Using IConfiguration:
public class JwtService
{
private readonly IConfiguration _configuration;
public JwtService(IConfiguration configuration)
{
_configuration = configuration;
}
public string GetKey()
{
return _configuration["Jwt:Key"];
}
}
Using strongly typed options pattern:
builder.Services.Configure<JwtSettings>(
builder.Configuration.GetSection("Jwt"));
public class JwtSettings
{
public string Key { get; set; }
}
This ensures clean configuration binding.
Connection Strings in Azure App Service
Azure provides a dedicated Connection strings section in Configuration.
Example:
Key: DefaultConnection
Value: Server=...;Database=...;
Access in code:
var connectionString = builder.Configuration
.GetConnectionString("DefaultConnection");
Azure automatically injects connection strings as environment variables.
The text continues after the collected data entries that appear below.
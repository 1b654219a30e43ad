//! OpenAPI/Swagger contract parsing

pub mod contract_loader;
pub mod document;
mod extract;
pub mod openapi_v3;
pub mod schema_resolver;
pub mod swagger_v2;

pub use contract_loader::ContractLoader;
pub use document::{ResolveError, SpecDocument};
pub use openapi_v3::OpenApiV3Adapter;
pub use schema_resolver::SchemaRefResolver;
pub use swagger_v2::{Swagger2Adapter, Swagger2Spec};
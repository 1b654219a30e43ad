//! Endpoint-level contract validation

use std::sync::Arc;
use tokio_util::sync::CancellationToken;
use tracing::{debug, instrument};

use crate::domain::entities::{Contract, Finding, ImplementedEndpoint};
use crate::domain::errors::{ContractError, ensure_active};
use crate::domain::value_objects::FindingSeverity;
use crate::infrastructure::matcher::{
    find_matching_contract_endpoint, json_pointer_for_operation, normalize_path,
};
use crate::infrastructure::security::SecurityVerifier;

use super::parameters::validate_parameters;
use super::request_body::validate_request_body;
use super::responses::validate_responses;

/// Runs every structural check for one implemented endpoint
pub struct DeepValidator {
    security: Arc<SecurityVerifier>,
}

impl DeepValidator {
    pub fn new(security: Arc<SecurityVerifier>) -> Self {
        Self { security }
    }

    /// Match the endpoint, then check parameters, request body, responses and
    /// security, in that order. An unmatched endpoint yields a single finding.
    #[instrument(skip_all, fields(endpoint = %endpoint.label()))]
    pub fn validate_endpoint_against_contract(
        &self,
        endpoint: &ImplementedEndpoint,
        contract: &Contract,
        cancel: &CancellationToken,
    ) -> Result<Vec<Finding>, ContractError> {
        ensure_active(cancel)?;

        let Some(contract_endpoint) = find_matching_contract_endpoint(endpoint, contract) else {
            debug!("No contract operation for endpoint");
            let location = endpoint.source_file.display().to_string();
            return Ok(vec![
                Finding::mismatch(
                    FindingSeverity::Medium,
                    &location,
                    format!(
                        "Endpoint {} {} not found in contract {}",
                        endpoint.method.to_uppercase(),
                        endpoint.path,
                        contract.source_location.display()
                    ),
                    json_pointer_for_operation(&normalize_path(&endpoint.path), &endpoint.method),
                )
                .with_fix(format!(
                    "Document endpoint {} in the contract or remove it",
                    endpoint.label()
                )),
            ]);
        };

        let mut findings = validate_parameters(endpoint, contract_endpoint, cancel)?;
        findings.extend(validate_request_body(endpoint, contract_endpoint, cancel)?);
        findings.extend(validate_responses(endpoint, contract_endpoint, cancel)?);
        findings.extend(
            self.security
                .validate_security(endpoint, contract_endpoint, cancel)?,
        );

        debug!(findings = findings.len(), "Endpoint validated");
        Ok(findings)
    }
}

impl Default for DeepValidator {
    fn default() -> Self {
        Self::new(Arc::new(SecurityVerifier::default()))
    }
}

#[cfg(test)]
mod tests {
    use super::*;
    use crate::domain::entities::ContractEndpoint;
    use crate::domain::value_objects::{ContractResponse, FindingType, SpecVersion};
    use std::collections::BTreeMap;
    use std::path::Path;

    fn contract() -> Contract {
        let endpoint = ContractEndpoint {
            method: "GET".to_string(),
            path: "/users/{id}".to_string(),
            operation_id: Some("getUser".to_string()),
            parameters: vec![],
            request_body: None,
            responses: BTreeMap::from([(
                "200".to_string(),
                ContractResponse {
                    description: "ok".to_string(),
                    ..Default::default()
                },
            )]),
            security: vec![],
        };
        Contract::new(SpecVersion::V3_0, "3.0.3", Path::new("openapi.yaml"), vec![endpoint])
    }

    #[test]
    fn unmatched_endpoint_yields_single_medium() {
        let endpoint = ImplementedEndpoint::new("DELETE", "/users/:id", "users.go");

        let findings = DeepValidator::default()
            .validate_endpoint_against_contract(&endpoint, &contract(), &CancellationToken::new())
            .unwrap();

        assert_eq!(findings.len(), 1);
        assert_eq!(findings[0].finding_type, FindingType::ContractMismatch);
        assert_eq!(findings[0].severity, FindingSeverity::Medium);
        assert_eq!(findings[0].contract_pointer, "#/paths/~1users~1{id}/delete");
        assert!(findings[0].issue.contains("openapi.yaml"));
    }

    #[test]
    fn conforming_endpoint_has_no_findings() {
        let endpoint = ImplementedEndpoint::new("get", "/users/:id", "users.go").with_response(200);

        let findings = DeepValidator::default()
            .validate_endpoint_against_contract(&endpoint, &contract(), &CancellationToken::new())
            .unwrap();
        assert!(findings.is_empty());
    }

    #[test]
    fn cancellation_discards_findings() {
        let token = CancellationToken::new();
        token.cancel();
        let endpoint = ImplementedEndpoint::new("GET", "/users/:id", "users.go");

        let result =
            DeepValidator::default().validate_endpoint_against_contract(&endpoint, &contract(), &token);
        assert!(matches!(result, Err(ContractError::Cancelled)));
    }
}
Application Settings vs appsettings.json
| Parameter | appsettings.json | Azure App Service Settings |
|---|
| Storage Location | Codebase | Azure Cloud |
| Security | Visible in repo | Secure in Azure |
| Environment Specific | Requires separate file | Easily configurable |
| Deployment Flexibility | Requires redeployment | No code change required |
| Secret Management | Not recommended | Recommended |
Azure App Service settings are preferred for production secrets.
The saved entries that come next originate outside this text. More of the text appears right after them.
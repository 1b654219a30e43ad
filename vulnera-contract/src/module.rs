//! Contract validation module implementation

use std::path::{Path, PathBuf};
use std::sync::Arc;
use std::time::Duration;
use tokio_util::sync::CancellationToken;
use tracing::{debug, info};

use crate::application::use_cases::{ValidateContractUseCase, ValidationReport};
use crate::config::{ContractValidationConfig, DiscoveryConfig};
use crate::domain::entities::ImplementedEndpoint;
use crate::domain::errors::ContractError;
use crate::infrastructure::cache::ContractCache;

/// Input for one validation run
#[derive(Debug, Clone)]
pub struct ContractValidationRequest {
    /// Project directory; used for contract discovery and as the base for a
    /// relative `contract_path`
    pub project_root: PathBuf,
    /// Explicit contract file, skipping discovery
    pub contract_path: Option<PathBuf>,
    pub endpoints: Vec<ImplementedEndpoint>,
}

/// Errors from [`ContractValidationModule::execute`]
#[derive(Debug, thiserror::Error)]
pub enum ModuleExecutionError {
    #[error("Invalid configuration: {0}")]
    InvalidConfig(String),

    #[error(transparent)]
    Contract(#[from] ContractError),

    #[error("Validation task failed: {0}")]
    Join(#[from] tokio::task::JoinError),
}

/// Contract validation analysis module
pub struct ContractValidationModule {
    use_case: Arc<ValidateContractUseCase>,
    cache: Arc<ContractCache>,
    discovery: DiscoveryConfig,
}

impl ContractValidationModule {
    pub fn new() -> Self {
        Self::with_config(&ContractValidationConfig::default())
    }

    pub fn with_config(config: &ContractValidationConfig) -> Self {
        let cache = Arc::new(ContractCache::with_ttl(Duration::from_secs(
            config.cache.ttl_seconds,
        )));
        Self {
            use_case: Arc::new(ValidateContractUseCase::with_config(cache.clone(), config)),
            cache,
            discovery: config.discovery.clone(),
        }
    }

    /// Shared contract cache, for invalidation by the caller
    pub fn cache(&self) -> &Arc<ContractCache> {
        &self.cache
    }

    /// First configured candidate that exists under `project_root`
    pub fn discover_contract(&self, project_root: &Path) -> Option<PathBuf> {
        self.discovery
            .candidates
            .iter()
            .map(|candidate| project_root.join(candidate))
            .find(|path| path.is_file())
    }

    /// Validate the request's endpoints on the blocking pool.
    ///
    /// Dropping the future does not stop the work; cancel `cancel` instead.
    pub async fn execute(
        &self,
        request: ContractValidationRequest,
        cancel: CancellationToken,
    ) -> Result<ValidationReport, ModuleExecutionError> {
        if !request.project_root.is_dir() {
            return Err(ModuleExecutionError::InvalidConfig(format!(
                "Project root does not exist: {}",
                request.project_root.display()
            )));
        }

        let contract_path = match &request.contract_path {
            Some(path) => Some(request.project_root.join(path)),
            None => self.discover_contract(&request.project_root),
        };

        let Some(contract_path) = contract_path else {
            info!(
                project_root = %request.project_root.display(),
                "No API contract found, skipping contract validation"
            );
            return Ok(ValidationReport::empty());
        };
        debug!(contract = %contract_path.display(), "Using API contract");

        let use_case = self.use_case.clone();
        let endpoints = request.endpoints;
        let report = tokio::task::spawn_blocking(move || {
            use_case.execute(&contract_path, &endpoints, &cancel)
        })
        .await??;

        Ok(report)
    }
}

impl Default for ContractValidationModule {
    fn default() -> Self {
        Self::new()
    }
}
Deployment Slots and Slot Settings
Azure App Service supports deployment slots (e.g., Staging, Production).
To mark a setting as slot-specific:
This prevents sensitive values from swapping during slot swap.
Example use case:
Setting ASP.NET Core Environment
To define environment (Development, Staging, Production):
Key:
ASPNETCORE_ENVIRONMENT
Value:
Production
ASP.NET Core automatically loads appsettings.Production.json.
Security Best Practices
Never store secrets in source code
Use Azure Key Vault for high-security environments
Use Managed Identity for secret retrieval
Rotate secrets periodically
Limit access via Azure RBAC
Avoid exposing sensitive values in logs
Using Azure Key Vault with App Service
Instead of storing secrets directly, reference Key Vault.
Example setting value:
@Microsoft.KeyVault(SecretUri=https://myvault.vault.azure.net/secrets/MySecret/)
App Service retrieves secret securely without exposing it.
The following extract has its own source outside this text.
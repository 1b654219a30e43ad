//! Application layer for contract validation

pub mod use_cases;

pub use use_cases::{ValidateContractUseCase, ValidationReport, contract_integrity_score};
Real-World Production Scenario
In a multi-environment SaaS application:
Development uses local appsettings.Development.json
Staging uses Azure App Service settings
Production uses Key Vault references
CI/CD pipeline updates environment variables automatically
This ensures security, flexibility, and maintainability.
Common Mistakes
Using single underscore instead of double underscore
Forgetting to restart app after changes
Storing secrets in appsettings.json
Not marking slot-specific settings
Hardcoding configuration in services
Proper configuration prevents production incidents.
Summary
Configuring environment variables in Azure App Service enables secure, flexible, and environment-specific configuration management for .NET applications. By using Application Settings in the Azure Portal, Azure CLI, or Infrastructure-as-Code templates, developers can override appsettings.json values without modifying source code. Environment variables support nested configuration using double underscores, integrate seamlessly with ASP.NET Core’s configuration system, and allow secure secret management through Azure Key Vault references. Implementing best practices such as slot-specific settings, Managed Identity integration, and proper secret rotation ensures scalable, secure, and production-ready cloud deployments.